**Required action**
Reproduce nothing but the closing run of lines: the line with "if let Some(mut" and each line that follows it to the end of the data.

**Entries provided**
------------------------------

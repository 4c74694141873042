//! Job lifecycle service.
//!
//! One service object per process, constructed explicitly by the entry
//! point and shared via `Arc` (no hidden global state). Composes the
//! validator, extractor, quality selector, store and concurrency gate
//! into the public submit/get/list/cancel operations.

use std::collections::{HashMap, VecDeque};
use std::future::Future;
use std::pin::Pin;
use std::sync::Arc;

use tokio::sync::{mpsc, watch, Mutex};
use tokio::time::timeout;
use tracing::{debug, info, warn};

use vodforge_models::{
    JobStatus, Limits, ManifestSettings, QualityCatalog, QualityLabel, StoragePolicy, UploadedFile,
    VideoJob, VideoJobId,
};
use vodforge_store::JobStore;

use crate::error::{IngestError, IngestResult};
use crate::events::{EventBus, JobEvent};
use crate::gate::ConcurrencyGate;
use crate::manifest::{build_manifest_config, ManifestConfig};
use crate::probe::MetadataExtractor;
use crate::qualities::resolve_qualities;
use crate::transcode::{CancelSignal, Transcoder};
use crate::validate::{validate_upload, ValidationError, ValidationIssue};

/// Default page size for user job listings.
pub const DEFAULT_LIST_LIMIT: usize = 20;

/// Buffer for in-flight progress updates from a transcoder.
const PROGRESS_BUFFER: usize = 32;

/// Caller options for a submission.
#[derive(Debug, Clone, Default)]
pub struct SubmitOptions {
    /// Explicit rendition ladder; used verbatim after validation
    pub qualities: Option<Vec<QualityLabel>>,
}

/// Static service configuration.
#[derive(Debug, Clone, Default)]
pub struct ServiceConfig {
    pub limits: Limits,
    pub policy: StoragePolicy,
    pub manifest: ManifestSettings,
    pub catalog: QualityCatalog,
}

impl ServiceConfig {
    /// Create configuration from environment variables.
    pub fn from_env() -> Self {
        Self {
            limits: Limits::from_env(),
            policy: StoragePolicy::from_env(),
            manifest: ManifestSettings::default(),
            catalog: QualityCatalog::default(),
        }
    }

    fn validate(&self) -> IngestResult<()> {
        self.limits
            .validate()
            .map_err(|e| IngestError::config(e.to_string()))?;
        self.policy
            .validate()
            .map_err(|e| IngestError::config(e.to_string()))?;
        self.manifest
            .validate()
            .map_err(|e| IngestError::config(e.to_string()))?;
        Ok(())
    }
}

/// Outcome of an admission attempt for one job.
enum StartOutcome {
    Started,
    NoSlot,
    NotPending,
}

/// The video ingestion service.
pub struct VideoService {
    config: ServiceConfig,
    store: Arc<JobStore>,
    gate: ConcurrencyGate,
    extractor: Arc<dyn MetadataExtractor>,
    transcoder: Arc<dyn Transcoder>,
    events: EventBus,
    /// Serializes read-modify-write of job records so concurrent
    /// transitions on the same id cannot both commit.
    transitions: Mutex<()>,
    /// Pending jobs awaiting a processing slot, oldest first.
    waiting: Mutex<VecDeque<VideoJobId>>,
    /// Cancellation signals for in-flight transcodes.
    cancels: Mutex<HashMap<VideoJobId, watch::Sender<bool>>>,
}

impl VideoService {
    /// Create the service. Validates configuration up front.
    pub fn new(
        config: ServiceConfig,
        store: Arc<JobStore>,
        extractor: Arc<dyn MetadataExtractor>,
        transcoder: Arc<dyn Transcoder>,
    ) -> IngestResult<Arc<Self>> {
        config.validate()?;
        let gate = ConcurrencyGate::new(config.limits.max_concurrent_jobs);

        Ok(Arc::new(Self {
            config,
            store,
            gate,
            extractor,
            transcoder,
            events: EventBus::new(),
            transitions: Mutex::new(()),
            waiting: Mutex::new(VecDeque::new()),
            cancels: Mutex::new(HashMap::new()),
        }))
    }

    /// Submit an uploaded video for processing.
    ///
    /// Validation failures terminate the call and no job is created.
    /// Admission is best-effort and non-blocking: the job is returned
    /// in `pending` or `processing` depending on slot availability.
    pub async fn submit(
        self: &Arc<Self>,
        file: UploadedFile,
        user_id: impl Into<String>,
        course_id: Option<String>,
        options: SubmitOptions,
    ) -> IngestResult<VideoJob> {
        let user_id = user_id.into();

        validate_upload(&file, &self.config.limits)?;

        let metadata = self.extractor.extract(&file).await?;
        if metadata.duration > self.config.limits.max_duration {
            return Err(ValidationError::single(ValidationIssue::DurationTooLong {
                duration: metadata.duration,
                max: self.config.limits.max_duration,
            })
            .into());
        }

        let qualities = resolve_qualities(options.qualities, &metadata, &self.config.catalog)?;

        let job = VideoJob::new(
            user_id.as_str(),
            course_id,
            file.filename.as_str(),
            file.size_bytes,
            metadata,
            qualities,
        );
        info!(job_id = %job.id, user_id = %user_id, filename = %file.filename, "Accepted video job");

        self.store.put(&job).await;
        self.events.publish(JobEvent::from_job(&job));

        match self.try_start(&job.id).await {
            StartOutcome::Started => {}
            StartOutcome::NoSlot => {
                debug!(job_id = %job.id, "All processing slots busy, job queued");
                self.waiting.lock().await.push_back(job.id.clone());
                // A slot may have been freed between the failed
                // admission and the enqueue; re-check so the job cannot
                // sit pending next to an idle slot.
                self.admit_next().await;
            }
            StartOutcome::NotPending => {}
        }

        Ok(self.store.get(&job.id).await.unwrap_or(job))
    }

    /// Look up a job by id.
    pub async fn get(&self, id: &VideoJobId) -> Option<VideoJob> {
        self.store.get(id).await
    }

    /// A user's jobs, newest first.
    pub async fn list_for_user(&self, user_id: &str, limit: Option<usize>) -> Vec<VideoJob> {
        self.store
            .list_by_user(user_id, limit.unwrap_or(DEFAULT_LIST_LIMIT))
            .await
    }

    /// Cancel a job.
    ///
    /// Fails with `Unauthorized` if the caller does not own the job.
    /// Returns `Ok(false)` for unknown ids and jobs already in a
    /// terminal state; concurrent cancels of the same id are idempotent
    /// (only the first performs the transition).
    pub async fn cancel(&self, id: &VideoJobId, caller_id: &str) -> IngestResult<bool> {
        let guard = self.transitions.lock().await;
        let Some(mut job) = self.store.get(id).await else {
            return Ok(false);
        };
        if job.user_id != caller_id {
            return Err(IngestError::unauthorized(format!(
                "user '{}' does not own job {}",
                caller_id, id
            )));
        }
        if !job.cancel() {
            return Ok(false);
        }
        self.store.put(&job).await;
        drop(guard);

        self.events.publish(JobEvent::from_job(&job));

        // Cooperatively signal an in-flight transcode; it is the
        // transcoder's responsibility to observe this and abort.
        if let Some(tx) = self.cancels.lock().await.get(id) {
            let _ = tx.send(true);
        }

        info!(job_id = %id, "Job cancelled");
        Ok(true)
    }

    /// Packaging configuration for a job, for the external packager.
    pub fn manifest_config(&self, job: &VideoJob) -> ManifestConfig {
        build_manifest_config(
            job,
            &self.config.manifest,
            &self.config.policy,
            &self.config.catalog,
        )
    }

    /// Subscribe to best-effort job status events.
    pub fn subscribe(&self) -> tokio::sync::broadcast::Receiver<JobEvent> {
        self.events.subscribe()
    }

    /// Number of jobs currently in `processing`.
    pub fn active_jobs(&self) -> usize {
        self.gate.active()
    }

    /// Try to admit a job and spawn its processing task.
    ///
    /// Boxed: the spawned completion path re-enters admission through
    /// `admit_next`, so the future type must not refer to itself.
    fn try_start<'a>(
        self: &'a Arc<Self>,
        id: &'a VideoJobId,
    ) -> Pin<Box<dyn Future<Output = StartOutcome> + Send + 'a>> {
        Box::pin(async move {
            let Some(permit) = self.gate.try_admit() else {
                return StartOutcome::NoSlot;
            };

            let job = {
                let _guard = self.transitions.lock().await;
                let Some(mut job) = self.store.get(id).await else {
                    return StartOutcome::NotPending;
                };
                if !job.begin_processing() {
                    return StartOutcome::NotPending;
                }
                self.store.put(&job).await;
                job
            };
            self.events.publish(JobEvent::from_job(&job));
            info!(job_id = %job.id, "Job admitted to processing");

            let (cancel_tx, cancel_rx) = watch::channel(false);
            self.cancels.lock().await.insert(job.id.clone(), cancel_tx);

            let service = Arc::clone(self);
            tokio::spawn(async move {
                service.run_job(job, cancel_rx).await;
                // Permit dropped here releases the slot on every path.
                drop(permit);
                service.admit_next().await;
            });

            StartOutcome::Started
        })
    }

    /// Drive one admitted job to a terminal state.
    async fn run_job(self: &Arc<Self>, job: VideoJob, cancel: CancelSignal) {
        let id = job.id.clone();
        let config = self.manifest_config(&job);

        let (progress_tx, mut progress_rx) = mpsc::channel(PROGRESS_BUFFER);
        let progress_service = Arc::clone(self);
        let progress_id = id.clone();
        let progress_task = tokio::spawn(async move {
            while let Some(value) = progress_rx.recv().await {
                progress_service.record_progress(&progress_id, value).await;
            }
        });

        let outcome = timeout(
            self.config.limits.processing_timeout,
            self.transcoder.transcode(&job, &config, progress_tx, cancel),
        )
        .await;

        // The transcoder's progress sender is gone by now (returned or
        // timed out and dropped), so this drains and exits.
        let _ = progress_task.await;

        // Commit the terminal transition. If the record was cancelled
        // while the transcode ran, the cancel won and complete/fail are
        // rejected by the state machine.
        let guard = self.transitions.lock().await;
        let committed = match self.store.get(&id).await {
            Some(mut current) => {
                let committed = match &outcome {
                    Ok(Ok(())) => current.complete(),
                    Ok(Err(e)) => current.fail(e.to_string()),
                    Err(_) => current.fail(format!(
                        "Processing timed out after {}s",
                        self.config.limits.processing_timeout.as_secs()
                    )),
                };
                if committed {
                    self.store.put(&current).await;
                }
                committed.then(|| current)
            }
            None => None,
        };
        drop(guard);

        match (&outcome, &committed) {
            (Ok(Ok(())), Some(_)) => info!(job_id = %id, "Job completed"),
            (Ok(Err(e)), Some(_)) => warn!(job_id = %id, "Job failed: {}", e),
            (Err(_), Some(_)) => warn!(job_id = %id, "Job timed out"),
            _ => debug!(job_id = %id, "Transcode outcome discarded (job already terminal)"),
        }
        if let Some(current) = committed {
            self.events.publish(JobEvent::from_job(&current));
        }

        self.cancels.lock().await.remove(&id);
    }

    /// Record transcoder-reported progress on the job record.
    async fn record_progress(&self, id: &VideoJobId, value: u8) {
        let _guard = self.transitions.lock().await;
        if let Some(mut job) = self.store.get(id).await {
            if job.set_progress(value) {
                self.store.put(&job).await;
                self.events.publish(JobEvent::from_job(&job));
            }
        }
    }

    /// Offer the freed slot to the oldest still-pending queued job.
    async fn admit_next(self: &Arc<Self>) {
        loop {
            let Some(id) = self.waiting.lock().await.pop_front() else {
                return;
            };
            match self.store.get(&id).await {
                Some(job) if job.status == JobStatus::Pending => {
                    match self.try_start(&id).await {
                        StartOutcome::Started => return,
                        StartOutcome::NoSlot => {
                            // Another submission took the slot; keep
                            // this job at the head of the line.
                            self.waiting.lock().await.push_front(id);
                            return;
                        }
                        StartOutcome::NotPending => continue,
                    }
                }
                // Cancelled while queued, or no longer known: skip.
                _ => continue,
            }
        }
    }
}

------------------------------

**Written solution**
        if let Some(mut job) = self.store.get(id).await {
            if job.set_progress(value) {
                self.store.put(&job).await;
                self.events.publish(JobEvent::from_job(&job));
            }
        }
    }

    /// Offer the freed slot to the oldest still-pending queued job.
    async fn admit_next(self: &Arc<Self>) {
        loop {
            let Some(id) = self.waiting.lock().await.pop_front() else {
                return;
            };
            match self.store.get(&id).await {
                Some(job) if job.status == JobStatus::Pending => {
                    match self.try_start(&id).await {
                        StartOutcome::Started => return,
                        StartOutcome::NoSlot => {
                            // Another submission took the slot; keep
                            // this job at the head of the line.
                            self.waiting.lock().await.push_front(id);
                            return;
                        }
                        StartOutcome::NotPending => continue,
                    }
                }
                // Cancelled while queued, or no longer known: skip.
                _ => continue,
            }
        }
    }
}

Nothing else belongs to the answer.